The injured boy, Eoin Toal, was setting off for pizza with some friends to celebrate one of their birthdays.
“We were just walking down the street and this man with the dog asked us for directions to the bus depot,” Eoin told the News Letter.
“And then his dog just took out on us. It was stuck on my leg for about 10 seconds. My friend kicked it on the head and then it let go.”
He said it was a “small fat dog”. His injuries were so severe that they left his father in shock.
Eoin does not yet know for certain how well he will recover. Yesterday he was transferred from Craigavon Area Hospital to the Ulster Hospital for specialist treatment.
“The pain is really bad,” he said.
Eoin’s father, Declan, said he was going public on the issue “because I don’t want any other children going through this”.

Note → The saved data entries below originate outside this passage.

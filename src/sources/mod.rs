pub mod normalizer;
pub mod linkedin;
pub mod github;
pub mod pdf;

pub use normalizer::normalize;
pub use linkedin::extract_profile;
pub use pdf::{decode_document, PdfDecoder, PdfExtractDecoder};
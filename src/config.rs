use crate::error::{Error, Result};
use std::env;
use std::str::FromStr;
use std::time::Duration;

pub const DEFAULT_INFERENCE_API_URL: &str = "https://api-inference.huggingface.co/models/gpt2";
pub const DEFAULT_GITHUB_API_URL: &str = "https://api.github.com";

/// Which semantic analyzer implementation backs the pipeline.
#[derive(Debug, Clone, Copy, PartialEq, Eq, clap::ValueEnum)]
pub enum AnalyzerBackend {
    /// Calls the text-generation inference service.
    Live,
    /// Deterministic fixed output, no network.
    Stub,
}

impl FromStr for AnalyzerBackend {
    type Err = Error;

    fn from_str(s: &str) -> Result<Self> {
        match s.trim().to_lowercase().as_str() {
            "live" => Ok(AnalyzerBackend::Live),
            "stub" => Ok(AnalyzerBackend::Stub),
            other => Err(Error::Config(format!(
                "SEMANTIC_ANALYZER must be 'live' or 'stub', got '{}'",
                other
            ))),
        }
    }
}

#[derive(Debug, Clone)]
pub struct Config {
    pub huggingface_token: Option<String>,
    pub github_token: Option<String>,
    pub max_requests_per_minute: u32,
    pub cache_ttl: Duration,
    pub analyzer_backend: AnalyzerBackend,
    pub inference_api_url: String,
    pub github_api_url: String,
    pub request_timeout: Duration,
    pub catalog_path: Option<String>,
}

impl Default for Config {
    fn default() -> Self {
        Self {
            huggingface_token: None,
            github_token: None,
            max_requests_per_minute: 60,
            cache_ttl: Duration::from_secs(3600),
            analyzer_backend: AnalyzerBackend::Stub,
            inference_api_url: DEFAULT_INFERENCE_API_URL.to_string(),
            github_api_url: DEFAULT_GITHUB_API_URL.to_string(),
            request_timeout: Duration::from_secs(10),
            catalog_path: None,
        }
    }
}

impl Config {
    pub fn from_env() -> Result<Self> {
        let huggingface_token = non_empty_var("HUGGINGFACE_TOKEN");
        let github_token = non_empty_var("GITHUB_TOKEN");

        let max_requests_per_minute = env::var("MAX_REQUESTS_PER_MINUTE")
            .ok()
            .and_then(|v| v.parse().ok())
            .unwrap_or(60);

        let cache_ttl = env::var("CACHE_TTL")
            .ok()
            .and_then(|v| v.parse().ok())
            .map(Duration::from_secs)
            .unwrap_or(Duration::from_secs(3600));

        let analyzer_backend = match env::var("SEMANTIC_ANALYZER") {
            Ok(v) => v.parse()?,
            Err(_) => AnalyzerBackend::Live,
        };

        let inference_api_url = env::var("INFERENCE_API_URL")
            .unwrap_or_else(|_| DEFAULT_INFERENCE_API_URL.to_string());

        let github_api_url =
            env::var("GITHUB_API_URL").unwrap_or_else(|_| DEFAULT_GITHUB_API_URL.to_string());

        let request_timeout = env::var("REQUEST_TIMEOUT_SECS")
            .ok()
            .and_then(|v| v.parse().ok())
            .map(Duration::from_secs)
            .unwrap_or(Duration::from_secs(10));

        let catalog_path = non_empty_var("PROFILE_CATALOG");

        Ok(Self {
            huggingface_token,
            github_token,
            max_requests_per_minute,
            cache_ttl,
            analyzer_backend,
            inference_api_url,
            github_api_url,
            request_timeout,
            catalog_path,
        })
    }

    /// Checks that the selected backend has the credentials it needs.
    pub fn validate(&self) -> Result<()> {
        if self.analyzer_backend == AnalyzerBackend::Live && self.huggingface_token.is_none() {
            return Err(Error::Config(
                "HUGGINGFACE_TOKEN environment variable not set (required by the live analyzer)"
                    .to_string(),
            ));
        }
        if self.max_requests_per_minute == 0 {
            return Err(Error::Config(
                "MAX_REQUESTS_PER_MINUTE must be greater than zero".to_string(),
            ));
        }
        Ok(())
    }
}

fn non_empty_var(key: &str) -> Option<String> {
    env::var(key).ok().filter(|v| !v.trim().is_empty())
}

#[derive(Debug, Clone, Default)]
pub struct PipelineConfig {
    /// A GitHub credential is configured. Without one, GitHub profiles are
    /// still read anonymously for the report but never enter scoring.
    pub github_authenticated: bool,
    pub show_progress: bool,
}

impl From<&Config> for PipelineConfig {
    fn from(config: &Config) -> Self {
        Self {
            github_authenticated: config.github_token.is_some(),
            show_progress: false,
        }
    }
}

#[cfg(test)]
mod tests {
    use super::*;

    #[test]
    fn test_backend_parsing() {
        assert_eq!("live".parse::<AnalyzerBackend>().unwrap(), AnalyzerBackend::Live);
        assert_eq!(" STUB ".parse::<AnalyzerBackend>().unwrap(), AnalyzerBackend::Stub);
        assert!("model".parse::<AnalyzerBackend>().is_err());
    }

    #[test]
    fn test_live_backend_requires_token() {
        let config = Config {
            analyzer_backend: AnalyzerBackend::Live,
            ..Config::default()
        };
        assert!(matches!(config.validate(), Err(Error::Config(_))));

        let config = Config {
            huggingface_token: Some("hf_token".to_string()),
            ..config
        };
        assert!(config.validate().is_ok());
    }

    #[test]
    fn test_pipeline_config_tracks_github_credential() {
        assert!(!PipelineConfig::from(&Config::default()).github_authenticated);

        let config = Config {
            github_token: Some("ghp_token".to_string()),
            ..Config::default()
        };
        assert!(PipelineConfig::from(&config).github_authenticated);
    }

    #[test]
    fn test_defaults() {
        let config = Config::default();
        assert_eq!(config.max_requests_per_minute, 60);
        assert_eq!(config.cache_ttl, Duration::from_secs(3600));
        assert!(config.validate().is_ok());
    }
}
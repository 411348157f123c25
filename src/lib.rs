pub mod config;
pub mod error;
pub mod models;
pub mod rate_limiter;
pub mod taxonomy;
pub mod sources;
pub mod github;
pub mod llm;
pub mod semantic;
pub mod analysis;

pub use config::{Config, PipelineConfig};
pub use error::{Error, Result};
pub use rate_limiter::RateLimiter;
pub use taxonomy::Taxonomy;
pub use github::{GitHubClient, GitHubProvider};
pub use llm::{HuggingFaceProvider, InferenceProvider};
pub use semantic::{build_analyzer, SemanticAnalyzer};
pub use analysis::AnalysisPipeline;
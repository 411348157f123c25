pub mod client;
pub mod paginator;
pub mod provider;

pub use client::GitHubClient;
pub use paginator::Paginator;
pub use provider::GitHubProvider;
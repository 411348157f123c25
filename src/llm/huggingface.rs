use async_trait::async_trait;
use reqwest::{Client, StatusCode};
use serde::{Deserialize, Serialize};
use std::time::Duration;
use tokio::time::sleep;

use crate::error::{Error, Result};
use crate::llm::provider::InferenceProvider;

const MAX_ATTEMPTS: u32 = 3;

/// Hugging Face hosted text-generation endpoint.
///
/// A 503 means the model is still loading; it is retried after
/// `warmup_backoff`. Other failures are retried after `retry_backoff`.
/// After the last attempt the final failure is reported.
pub struct HuggingFaceProvider {
    client: Client,
    api_url: String,
    token: String,
    warmup_backoff: Duration,
    retry_backoff: Duration,
}

#[derive(Serialize)]
struct GenerationRequest<'a> {
    inputs: &'a str,
    parameters: GenerationParameters,
}

#[derive(Serialize)]
struct GenerationParameters {
    max_new_tokens: u32,
    temperature: f64,
    top_p: f64,
    return_full_text: bool,
    truncation: bool,
    max_length: u32,
}

impl Default for GenerationParameters {
    fn default() -> Self {
        Self {
            max_new_tokens: 100,
            temperature: 0.7,
            top_p: 0.9,
            return_full_text: false,
            truncation: true,
            max_length: 1024,
        }
    }
}

#[derive(Deserialize)]
#[serde(untagged)]
enum GenerationResponse {
    Batch(Vec<Generation>),
    Single(Generation),
}

#[derive(Deserialize)]
struct Generation {
    #[serde(default)]
    generated_text: Option<String>,
    #[serde(default)]
    error: Option<String>,
}

impl HuggingFaceProvider {
    pub fn new(token: String, api_url: String, timeout: Duration) -> Result<Self> {
        let client = Client::builder().timeout(timeout).build()?;

        Ok(Self {
            client,
            api_url,
            token,
            warmup_backoff: Duration::from_secs(2),
            retry_backoff: Duration::from_secs(1),
        })
    }

    pub fn with_backoff(mut self, warmup: Duration, retry: Duration) -> Self {
        self.warmup_backoff = warmup;
        self.retry_backoff = retry;
        self
    }

    async fn attempt(&self, prompt: &str) -> Attempt {
        let body = GenerationRequest {
            inputs: prompt,
            parameters: GenerationParameters::default(),
        };

        let response = match self
            .client
            .post(&self.api_url)
            .bearer_auth(&self.token)
            .json(&body)
            .send()
            .await
        {
            Ok(response) => response,
            Err(e) if e.is_timeout() => {
                return Attempt::Failed(Error::Timeout(format!("inference request: {}", e)))
            }
            Err(e) => return Attempt::Failed(Error::Network(e)),
        };

        let status = response.status();
        if status == StatusCode::SERVICE_UNAVAILABLE {
            return Attempt::WarmingUp;
        }
        if !status.is_success() {
            let body = response.text().await.unwrap_or_default();
            let message = format!("{} - {}", status, body);
            // Client errors other than timeouts and throttling will not change on retry
            let rejected = status.is_client_error()
                && status != StatusCode::REQUEST_TIMEOUT
                && status != StatusCode::TOO_MANY_REQUESTS;
            return Attempt::Failed(if rejected {
                Error::InferenceRejected(message)
            } else {
                Error::InferenceApi(message)
            });
        }

        let reply = match response.json::<GenerationResponse>().await {
            Ok(reply) => generated_text(reply),
            Err(e) => Err(Error::InferenceApi(format!(
                "Unreadable inference response: {}",
                e
            ))),
        };
        match reply {
            Ok(text) => Attempt::Done(text),
            Err(e) => Attempt::Failed(e),
        }
    }
}

enum Attempt {
    Done(String),
    WarmingUp,
    Failed(Error),
}

fn generated_text(reply: GenerationResponse) -> Result<String> {
    let generation = match reply {
        GenerationResponse::Batch(mut batch) if !batch.is_empty() => batch.swap_remove(0),
        GenerationResponse::Batch(_) => {
            return Err(Error::InferenceApi("Empty response from inference service".to_string()))
        }
        GenerationResponse::Single(generation) => generation,
    };

    if let Some(error) = generation.error {
        return Err(Error::InferenceRejected(error));
    }

    generation
        .generated_text
        .ok_or_else(|| Error::InferenceApi("Response carried no generated_text".to_string()))
}

#[async_trait]
impl InferenceProvider for HuggingFaceProvider {
    async fn generate(&self, prompt: &str) -> Result<String> {
        let mut last_error = String::new();

        for attempt in 1..=MAX_ATTEMPTS {
            let backoff = match self.attempt(prompt).await {
                Attempt::Done(text) => return Ok(text),
                Attempt::WarmingUp => {
                    last_error = "model is still loading (503)".to_string();
                    self.warmup_backoff
                }
                Attempt::Failed(e) if !e.is_retryable() => return Err(e),
                Attempt::Failed(e) => {
                    last_error = e.to_string();
                    self.retry_backoff
                }
            };

            if attempt < MAX_ATTEMPTS {
                tracing::warn!(
                    "Inference attempt {}/{} failed ({}), retrying in {:?}",
                    attempt,
                    MAX_ATTEMPTS,
                    last_error,
                    backoff
                );
                sleep(backoff).await;
            }
        }

        Err(Error::InferenceApi(format!(
            "Failed after {} attempts: {}",
            MAX_ATTEMPTS, last_error
        )))
    }

    fn name(&self) -> &str {
        "Hugging Face"
    }
}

“Anyone who owns a dog like that, it should be muzzled. It is not a dog for children. I have a wee girl of seven and if it had got a hold of her face she would have been destroyed.”
He said his son has severe injuries down one side of his leg and is likely to require skin grafts.
“We think he will make a full recovery,” he said.
“The first thing I knew about it was when Eoin rang me to tell me he had been bitten by a dog. I thought, ‘it’s a dog bite, how bad can it be?’ But when I saw the extent of his injuries I felt sick and was in a state of shock.”
Maeve Kelly’s son is Eoin’s best friend and was with him at the time of the attack.
“After the dog let go, Eoin kept asking ‘am I going to die?’” she said. “It was my son that kicked the dog and got it to let go. Eoin said afterwards that he had saved his life.”
She said the boys were in a group of five and were left sick and deeply traumatised.
“They are now very worried about walking up the street,” she said.
“Eoin is an absolutely fantastic footballer and had just captained Armagh U13s to win the league earlier that day.”
William Irwin MLA thanked police for their “swift intervention”.
He added: “I understand that the dog has now been put down which of course under these circumstances is absolutely the correct and only course of action.”
A spokesman for Armagh City Council said that the dog was not a Pit Bull, but a Staffordshire Bull Terrier, which is lawful to own. A spokesman said the dog showed no sign of aggression whatsoever with council staff, but was humanely destroyed yesterday because it had committed an attack.
A USPCA spokesman said it is now an arrestable offence to have an outlawed breed or to have a “dangerously out of control” dog, regardless of the breed.